Back in 2017 I went to Gary Vaynerchuk’s office for one of his 4D sessions.

It was a small group of entrepreneurs sitting in a room with his team as they walked through how they were building brands and leveraging social. At the end, Gary came in and opened it up for Q&A.

Around that same time, a few reps I had trained at Salesforce reached out to me. They had built an AI tool that could write hyper-personalized emails based on my “Why You Now” framework. I didn’t believe them at first. I asked them to send me an example.

When they did, it honestly caught me off guard. It was better than anything I could have written myself, and it did it in a fraction of the time. Remember, this was back in 2017 before all this AI hype hit.

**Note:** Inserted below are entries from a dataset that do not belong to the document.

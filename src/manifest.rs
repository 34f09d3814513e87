// src/manifest.rs

//! Per-package file manifests
//!
//! A manifest is the gzip-compressed, newline-delimited list of archive
//! entries a package placed under the install root. Directory entries end
//! with `/`. Manifests are written when an archive enters the cache, so
//! their existence says nothing about whether the package is installed;
//! the ledger alone decides that.

use crate::error::{Error, Result};
use crate::ledger::InstalledLedger;
use flate2::Compression;
use flate2::read::GzDecoder;
use flate2::write::GzEncoder;
use std::fs;
use std::io::{Read, Write};
use std::path::{Component, Path, PathBuf};
use tracing::debug;

#[derive(Debug, Clone)]
pub struct ManifestStore {
    dir: PathBuf,
}

impl ManifestStore {
    pub fn new(dir: impl Into<PathBuf>) -> Self {
        Self { dir: dir.into() }
    }

    pub fn path(&self, name: &str) -> PathBuf {
        self.dir.join(format!("{}.lst.gz", name))
    }

    pub fn exists(&self, name: &str) -> bool {
        self.path(name).exists()
    }

    pub fn write(&self, name: &str, entries: &[String]) -> Result<()> {
        fs::create_dir_all(&self.dir)?;
        let mut encoder = GzEncoder::new(Vec::new(), Compression::default());
        for entry in entries {
            writeln!(encoder, "{}", entry)?;
        }
        fs::write(self.path(name), encoder.finish()?)?;
        debug!("Wrote manifest for {} ({} entries)", name, entries.len());
        Ok(())
    }

    pub fn read(&self, name: &str) -> Result<Vec<String>> {
        let path = self.path(name);
        if !path.exists() {
            return Err(Error::ManifestMissing(name.to_string()));
        }
        let compressed = fs::read(&path)?;
        let mut text = String::new();
        GzDecoder::new(compressed.as_slice()).read_to_string(&mut text)?;
        Ok(text
            .lines()
            .filter(|l| !l.is_empty())
            .map(str::to_string)
            .collect())
    }

    pub fn remove(&self, name: &str) -> Result<bool> {
        let path = self.path(name);
        if path.exists() {
            fs::remove_file(path)?;
            return Ok(true);
        }
        Ok(false)
    }

    /// Installed package whose manifest lists `path`
    ///
    /// Only ledger entries are consulted; a stray manifest for a package
    /// that is not installed owns nothing.
    pub fn owner_of(&self, ledger: &InstalledLedger, path: &str) -> Result<Option<String>> {
        let wanted = normalize(path);
        for entry in ledger.entries() {
            if !self.exists(&entry.name) {
                continue;
            }
            if self.read(&entry.name)?.iter().any(|p| normalize(p) == wanted) {
                return Ok(Some(entry.name.clone()));
            }
        }
        Ok(None)
    }
}

/// Compare paths without leading `/` or `./`
pub fn normalize(path: &str) -> &str {
    path.trim_start_matches("./").trim_start_matches('/')
}

/// Whether a manifest entry stays under the install root once joined onto it
pub fn within_root(path: &str) -> bool {
    !Path::new(normalize(path))
        .components()
        .any(|c| matches!(c, Component::ParentDir | Component::Prefix(_)))
}

#[cfg(test)]
mod tests {
    use super::*;
    use crate::ledger::LedgerEntry;
    use tempfile::TempDir;

    fn entries(paths: &[&str]) -> Vec<String> {
        paths.iter().map(|s| s.to_string()).collect()
    }

    #[test]
    fn test_write_read() {
        let dir = TempDir::new().unwrap();
        let store = ManifestStore::new(dir.path());

        store.write("bash", &entries(&["usr/", "usr/bin/", "usr/bin/bash"])).unwrap();
        assert!(store.exists("bash"));
        assert!(store.path("bash").ends_with("bash.lst.gz"));
        assert_eq!(store.read("bash").unwrap(), vec!["usr/", "usr/bin/", "usr/bin/bash"]);

        assert!(store.remove("bash").unwrap());
        assert!(!store.remove("bash").unwrap());
        assert!(matches!(store.read("bash"), Err(Error::ManifestMissing(_))));
    }

    #[test]
    fn test_owner_of_only_considers_installed() {
        let dir = TempDir::new().unwrap();
        let store = ManifestStore::new(dir.path());
        store.write("bash", &entries(&["usr/bin/bash"])).unwrap();
        store.write("stray", &entries(&["usr/bin/stray"])).unwrap();

        let mut ledger = InstalledLedger::default();
        ledger.insert(LedgerEntry::new("bash", "bash-5.2.tar.xz"));

        assert_eq!(store.owner_of(&ledger, "/usr/bin/bash").unwrap().as_deref(), Some("bash"));
        assert_eq!(store.owner_of(&ledger, "usr/bin/stray").unwrap(), None);
    }

    #[test]
    fn test_within_root() {
        assert!(within_root("usr/bin/bash"));
        assert!(within_root("/usr/share/doc/"));
        assert!(within_root("./etc/postinstall/foo.sh"));
        assert!(!within_root("../etc/passwd"));
        assert!(!within_root("usr/../../etc/passwd"));
    }
}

That was the first time I had one of those “this changes everything” moments with AI.

So when Gary came in, I asked him about it. I told him I had just seen a robot write a better email than I could and asked him where that left me as a trainer and us as Sales professionals.

His answer has stuck with me to this day. He said, “Don’t worry about the tech. You’re not going to beat it. Beat the last mile.”

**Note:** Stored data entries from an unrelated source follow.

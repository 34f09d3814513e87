// src/catalog/mod.rs

//! Remote package catalog
//!
//! Parses setup.ini style catalogs into [`PackageRecord`]s. A catalog is a
//! header of `key: value` lines followed by records, each opened by an
//! `@ <name>` line:
//!
//! ```text
//! setup-timestamp: 1700000000
//!
//! @ bash
//! sdesc: "The GNU Bourne Again SHell"
//! category: Base Shells
//! requires: cygwin libiconv2
//! version: 5.2.21-1
//! install: x86_64/release/bash/bash-5.2.21-1.tar.xz 1508348 <sha512>
//! [prev]
//! install: x86_64/release/bash/bash-5.2.15-3.tar.xz 1498120 <sha512>
//! ```
//!
//! Catalogs list the newest archive first, so the first `install:` line of a
//! record is authoritative, and the first record with a given name wins.

pub mod graph;

use crate::error::{Error, Result};
use crate::repository::{CacheStore, Transport, mirror_url};
use chrono::{DateTime, Utc};
use serde::Serialize;
use std::cell::OnceCell;
use std::collections::HashMap;
use std::fs;
use std::io::Read;
use std::path::Path;
use tracing::{debug, info, warn};
use xz2::read::XzDecoder;

pub use graph::DependencyGraph;

const RECORD_MARKER: &str = "@ ";

/// One installable package as described by the catalog
#[derive(Debug, Clone, Default, Serialize)]
pub struct PackageRecord {
    pub name: String,
    pub summary: Option<String>,
    pub version: Option<String>,
    pub category: Vec<String>,
    pub requires: Vec<String>,
    /// Archive path relative to the mirror root
    pub install_path: String,
    pub archive_name: String,
    pub size: u64,
    pub digest: String,
    /// Raw record text, kept for display
    pub description: String,
}

/// Catalog-wide metadata from the lines before the first record
#[derive(Debug, Clone, Default, Serialize)]
pub struct CatalogHeader {
    pub release: Option<String>,
    pub arch: Option<String>,
    pub setup_version: Option<String>,
    pub timestamp: Option<i64>,
}

impl CatalogHeader {
    pub fn timestamp(&self) -> Option<DateTime<Utc>> {
        self.timestamp.and_then(|secs| DateTime::from_timestamp(secs, 0))
    }
}

/// Parsed catalog, owned for the duration of one invocation
pub struct CatalogStore {
    header: CatalogHeader,
    records: Vec<PackageRecord>,
    index: HashMap<String, usize>,
    graph: OnceCell<DependencyGraph>,
}

impl CatalogStore {
    /// Parse raw catalog text
    pub fn load(text: &str) -> Result<Self> {
        let mut header = CatalogHeader::default();
        let mut records = Vec::new();
        let mut index = HashMap::new();

        let mut blocks = split_records(text);
        if let Some(preamble) = blocks.next() {
            parse_header(preamble, &mut header);
        }

        for block in blocks {
            let record = parse_record(block)?;
            if index.contains_key(&record.name) {
                debug!("Ignoring later duplicate record for {}", record.name);
            } else {
                index.insert(record.name.clone(), records.len());
            }
            records.push(record);
        }

        debug!("Loaded catalog with {} records", records.len());
        Ok(Self {
            header,
            records,
            index,
            graph: OnceCell::new(),
        })
    }

    /// Load the locally cached catalog copy, refreshing it first if asked
    pub fn open<T: Transport>(
        cache: &CacheStore,
        transport: &T,
        mirror: &str,
        arch: &str,
        refresh: bool,
    ) -> Result<Self> {
        let path = cache.catalog_path(mirror, arch);
        if refresh {
            Self::refresh(transport, mirror, arch, &path)?;
        }
        if !path.exists() {
            return Err(Error::CatalogUnavailable(path));
        }
        let text = fs::read_to_string(&path)?;
        Self::load(&text)
    }

    /// Download the catalog from the mirror into `dest`
    ///
    /// Prefers the xz-compressed `setup.xz`, falling back to `setup.ini`.
    pub fn refresh<T: Transport>(transport: &T, mirror: &str, arch: &str, dest: &Path) -> Result<()> {
        let xz_url = mirror_url(mirror, &format!("{}/setup.xz", arch));
        let text = match transport.fetch(&xz_url) {
            Ok(bytes) => {
                let mut text = String::new();
                XzDecoder::new(bytes.as_slice())
                    .read_to_string(&mut text)
                    .map_err(|e| Error::ParseError(format!("Failed to decompress {}: {}", xz_url, e)))?;
                text
            }
            Err(e) => {
                warn!("{} unavailable ({}), falling back to setup.ini", xz_url, e);
                let ini_url = mirror_url(mirror, &format!("{}/setup.ini", arch));
                let bytes = transport.fetch(&ini_url)?;
                String::from_utf8(bytes)
                    .map_err(|e| Error::ParseError(format!("Catalog is not UTF-8: {}", e)))?
            }
        };

        if let Some(parent) = dest.parent() {
            fs::create_dir_all(parent)?;
        }
        fs::write(dest, text)?;
        info!("Catalog refreshed into {}", dest.display());
        Ok(())
    }

    pub fn header(&self) -> &CatalogHeader {
        &self.header
    }

    /// Look up the most current record for `name`
    pub fn lookup(&self, name: &str) -> Option<&PackageRecord> {
        self.index.get(name).map(|&i| &self.records[i])
    }

    /// Like [`lookup`](Self::lookup) but a missing record is an error
    pub fn resolve(&self, name: &str) -> Result<&PackageRecord> {
        self.lookup(name)
            .ok_or_else(|| Error::PackageNotFound(name.to_string()))
    }

    /// Unique package records in catalog order
    pub fn packages(&self) -> impl Iterator<Item = &PackageRecord> {
        self.records
            .iter()
            .enumerate()
            .filter(|(i, r)| self.index.get(&r.name) == Some(i))
            .map(|(_, r)| r)
    }

    /// Names whose category field contains `pattern` (case-sensitive)
    pub fn find_by_category(&self, pattern: &str) -> Vec<String> {
        self.packages()
            .filter(|r| r.category.join(" ").contains(pattern))
            .map(|r| r.name.clone())
            .collect()
    }

    /// Names containing `pattern`, regardless of installed state
    pub fn search(&self, pattern: &str) -> Vec<String> {
        self.packages()
            .filter(|r| r.name.contains(pattern))
            .map(|r| r.name.clone())
            .collect()
    }

    /// Dependency graph, built on first use
    pub fn graph(&self) -> &DependencyGraph {
        self.graph
            .get_or_init(|| DependencyGraph::build(self.packages()))
    }

    pub fn len(&self) -> usize {
        self.index.len()
    }

    pub fn is_empty(&self) -> bool {
        self.index.is_empty()
    }
}

/// Split catalog text at record markers; the first block is the header
fn split_records(text: &str) -> impl Iterator<Item = &str> {
    let mut starts = vec![0];
    let mut offset = 0;
    for line in text.split_inclusive('\n') {
        if line.starts_with(RECORD_MARKER) {
            starts.push(offset);
        }
        offset += line.len();
    }
    starts.push(text.len());
    starts.dedup();

    let mut bounds: Vec<(usize, usize)> = starts.windows(2).map(|w| (w[0], w[1])).collect();
    // Keep an empty header slot when the text opens directly with a record
    if text.starts_with(RECORD_MARKER) {
        bounds.insert(0, (0, 0));
    }
    bounds.into_iter().map(move |(a, b)| &text[a..b])
}

fn parse_header(block: &str, header: &mut CatalogHeader) {
    for (key, value) in fields(block) {
        match key {
            "release" => header.release = Some(value.to_string()),
            "arch" => header.arch = Some(value.to_string()),
            "setup-version" => header.setup_version = Some(value.to_string()),
            "setup-timestamp" => header.timestamp = value.parse().ok(),
            _ => {}
        }
    }
}

fn parse_record(block: &str) -> Result<PackageRecord> {
    let first = block.lines().next().unwrap_or_default();
    let name = first
        .strip_prefix(RECORD_MARKER)
        .map(str::trim)
        .filter(|n| !n.is_empty())
        .ok_or_else(|| Error::ParseError(format!("Record without a name: {:?}", first)))?;

    let mut record = PackageRecord {
        name: name.to_string(),
        description: block.trim_end().to_string(),
        ..Default::default()
    };
    let mut requires: Option<Vec<String>> = None;
    let mut depends2: Option<Vec<String>> = None;
    let mut have_install = false;

    for (key, value) in fields(block) {
        match key {
            "sdesc" if record.summary.is_none() => {
                record.summary = Some(value.trim_matches('"').to_string());
            }
            "version" if record.version.is_none() => record.version = Some(value.to_string()),
            "category" if record.category.is_empty() => {
                record.category = value.split_whitespace().map(str::to_string).collect();
            }
            "requires" if requires.is_none() => {
                requires = Some(value.split_whitespace().map(str::to_string).collect());
            }
            "depends2" if depends2.is_none() => depends2 = Some(parse_depends2(value)),
            "install" if !have_install => {
                let mut tokens = value.split_whitespace();
                let (Some(path), Some(size), Some(digest)) =
                    (tokens.next(), tokens.next(), tokens.next())
                else {
                    return Err(Error::ParseError(format!(
                        "Malformed install line for {}: {}",
                        record.name, value
                    )));
                };
                record.install_path = path.to_string();
                record.archive_name = path.rsplit('/').next().unwrap_or(path).to_string();
                record.size = size.parse().map_err(|_| {
                    Error::ParseError(format!("Invalid size for {}: {}", record.name, size))
                })?;
                record.digest = digest.to_ascii_lowercase();
                have_install = true;
            }
            _ => {}
        }
    }

    record.requires = requires.or(depends2).unwrap_or_default();
    Ok(record)
}

/// `depends2: cygwin, libfoo1 (>= 1.2)` -> `["cygwin", "libfoo1"]`
fn parse_depends2(value: &str) -> Vec<String> {
    value
        .split(',')
        .filter_map(|dep| dep.split_whitespace().next())
        .map(|name| name.split('(').next().unwrap_or(name).to_string())
        .filter(|name| !name.is_empty())
        .collect()
}

/// Yield `key: value` pairs, skipping continuation lines of quoted values
fn fields(block: &str) -> impl Iterator<Item = (&str, &str)> {
    let mut in_quote = false;
    block.lines().filter_map(move |line| {
        if in_quote {
            if line.contains('"') {
                in_quote = false;
            }
            return None;
        }
        let (key, value) = line.split_once(':')?;
        if key.is_empty() || key.contains(char::is_whitespace) {
            return None;
        }
        let value = value.trim();
        if value.starts_with('"') && value.matches('"').count() == 1 {
            in_quote = true;
        }
        Some((key, value))
    })
}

I didn’t fully appreciate what he meant at the time, but I do now.

The tech is always going to get better. It’s going to do the research faster. It’s going to organize information better. It’s going to write cleaner, more structured content than most people can on their own.

We’re not going to win by trying to out-AI AI.

But the last mile should still be ours.

The last mile is where you take what AI gives you and make it human. It’s where you apply judgment, context, tone, and experience. It’s where you decide what matters, what doesn’t, and how it should actually land with the person on the other end.

I was reminded of this again recently working with a team where I had built prompts for reps to create outbound sequences. The prompts worked. They produced solid outputs based on the frameworks I teach.

But one rep kept coming back frustrated because he couldn’t get the output of the AI to be perfect.

That’s when I realized I needed to be more clear. It’s not supposed to be perfect. And it shouldn’t be. If the output is perfect, then what’s the point of your role in the process?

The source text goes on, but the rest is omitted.